The Priceless Gift of Serendipity
We often talk about the serendipitous nature of conversations that lead to meaningful innovation. We also like to talk about the system magic that happens when lives touch. We first met Yinka Suleiman 3 years ago at a Community Resilience workshop sponsored by Birmingham City Council and a local forward-thinking Housing Association called Accord Group. Based in Abuja, Nigeria, Yinka was in Birmingham as part of an international programme (Commonwealth Professional Fellowship) to explore examples of social innovation in communities across the globe.
During her time here, she also worked with us on a prototype and helped put design an algorithm that harnessed new ways to connect citizens to services in order to create social value.
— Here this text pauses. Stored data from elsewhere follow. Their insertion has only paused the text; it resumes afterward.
// SPDX-License-Identifier: GPL-3.0

//! Physical storage subscriptions.
//!
//! A [`Connection`] accepts a list of storage keys and delivers batches of changes to a
//! [`StorageUpdateSink`] until the subscription is cancelled. Connections are shared: many
//! subscriptions may be multiplexed over one connection, each cancelling only its own handle.

mod rpc;

pub use rpc::RpcConnection;

use crate::{
	error::TransportError,
	strings::rpc::methods,
	types::BlockHash,
};
use async_trait::async_trait;
use serde::{Deserialize, Serialize};
use std::sync::Arc;

/// Pair of JSON-RPC methods opening and closing a subscription.
#[derive(Clone, Copy, Debug, PartialEq, Eq)]
pub struct SubscriptionMethod {
	pub subscribe: &'static str,
	pub unsubscribe: &'static str,
}

/// Storage change subscription (`state_subscribeStorage`).
pub const STORAGE_SUBSCRIPTION: SubscriptionMethod = SubscriptionMethod {
	subscribe: methods::STATE_SUBSCRIBE_STORAGE,
	unsubscribe: methods::STATE_UNSUBSCRIBE_STORAGE,
};

/// Identifies one subscription on a connection.
#[derive(Clone, Copy, Debug, PartialEq, Eq, Hash)]
pub struct SubscriptionHandle(pub u64);

/// New value of one storage key. `None` means the value was removed.
#[derive(Clone, Debug, PartialEq, Eq)]
pub struct StorageChange {
	pub key: Vec<u8>,
	pub value: Option<Vec<u8>>,
}

/// A batch of storage changes.
#[derive(Clone, Debug, Default, PartialEq, Eq)]
pub struct StorageUpdate {
	pub block_hash: Option<BlockHash>,
	pub changes: Vec<StorageChange>,
}

/// Storage change notification as sent by the node.
#[derive(Clone, Debug, PartialEq, Eq, Serialize, Deserialize)]
pub struct StorageChangeSet {
	pub block: Option<BlockHash>,
	pub changes: Vec<(String, Option<String>)>,
}

impl TryFrom<StorageChangeSet> for StorageUpdate {
	type Error = TransportError;

	fn try_from(change_set: StorageChangeSet) -> Result<Self, Self::Error> {
		let changes = change_set
			.changes
			.into_iter()
			.map(|(key, value)| {
				Ok(StorageChange { key: decode_hex(&key)?, value: value.as_deref().map(decode_hex).transpose()? })
			})
			.collect::<Result<Vec<_>, TransportError>>()?;
		Ok(StorageUpdate { block_hash: change_set.block, changes })
	}
}

fn decode_hex(value: &str) -> Result<Vec<u8>, TransportError> {
	hex::decode(value.trim_start_matches("0x"))
		.map_err(|err| TransportError::InvalidNotification(format!("{value}: {err}")))
}

/// Receiver of the notifications of one subscription.
#[async_trait]
pub trait StorageUpdateSink: Send + Sync {
	/// A batch of changes arrived.
	async fn on_update(&self, update: StorageUpdate);

	/// The subscription failed. `unsubscribed` tells whether it is gone for good.
	fn on_failure(&self, error: TransportError, unsubscribed: bool);
}

/// A connection to a node able to open storage subscriptions.
#[async_trait]
pub trait Connection: Send + Sync {
	/// Open a subscription.
	///
	/// # Arguments
	/// * `method` - Subscribe/unsubscribe method pair.
	/// * `params` - `0x`-prefixed hex of every remote storage key.
	/// * `sink` - Receiver of notifications until [`Connection::cancel`] is called.
	async fn subscribe(
		&self,
		method: SubscriptionMethod,
		params: Vec<String>,
		sink: Arc<dyn StorageUpdateSink>,
	) -> Result<SubscriptionHandle, TransportError>;

	/// Cancel a subscription. Unknown handles are ignored.
	fn cancel(&self, handle: SubscriptionHandle);
}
Our shared goal was to better understand why digital tools widely used in industry to create value tended to have a poor uptake in the public service sector.
In terms of grass-roots sports engagement, Yinka was also keen to understand first hand an inspirational story that is viewed from the outside with great curiosity. The UK had undergone an extraordinary transformation over the preceding two decades. In 1996, at the Atlanta Olympics, the UK team failed to secure a single medal. Fast forward to the 2016 Rio Olympics and Team GB arrived as favourites in a range of disciplines and finished second overall in the medals table. British elite athletics remains at an all-time high in terms of performance on the world stage and, by no mere coincidence, grass-roots participation is growing from strength to strength.
What’s Nurtured in Youth Stays For Life
Back home in Nigeria, by contrast, Yinka had lived through a marked period of decline in grass-roots sports and other creative pass-times while at the same time seeing youth crime and drug abuse rise exponentially. Growing up in the north-western Nigerian state of Kaduna, she developed a passion for sports and was a keen athlete; an experience that affected her deeply. It fuels her passion for all things sport and now translates into a deep-rooted desire for young people everywhere to discover for themselves the joy of sport, whatever their social circumstances. She advocates for the wider wellbeing and empowering life-skills sport participation offers to females in particular. These skills, Yinka believes, when nurtured in youth stay with a person for a lifetime.
Sports, Smiles and Communities
Back then in 2016, we were exploring the triangulation of health, physical activity and housing services in relation to social outcomes. The work involved a range of community groups and individuals who were testing new ideas ranging from nutrition, exercise for mental health, and creative journaling. So the connection with Yinka made for a conversation that sparkled with possibilities. Naturally, we thought it would be interesting to keep talking and exchange learning from our respective experiences in Abuja and Birmingham. And now, in the blink of an eye, three amazing years have passed and it’s been quite a journey.
It has been a privilege to collaborate with Yinka and her team at the African Centre for Youth Sports Development (ACYSD). We were delighted to contribute our engagement tools and offer advice on programme management. We also drew on the skills and experience of members of our network to share ideas and resources. Chief amongst these was thinking on the role of community navigators to identify behaviours and values and connect beneficiaries around which strategies could be shaped to increase engagement.
The overall package combined digital know-how with real conversations in real places. Perhaps, most interesting from our perspective was the opportunity to apply the same tools and methods to a social prescribing prototype in Birmingham that Yinka and her team deployed in Abuja; allowing us to compare notes and observations as we progressed. It seems when ideas are rooted in a community they’re more likely to work well elsewhere because at the end of the day we’re all human.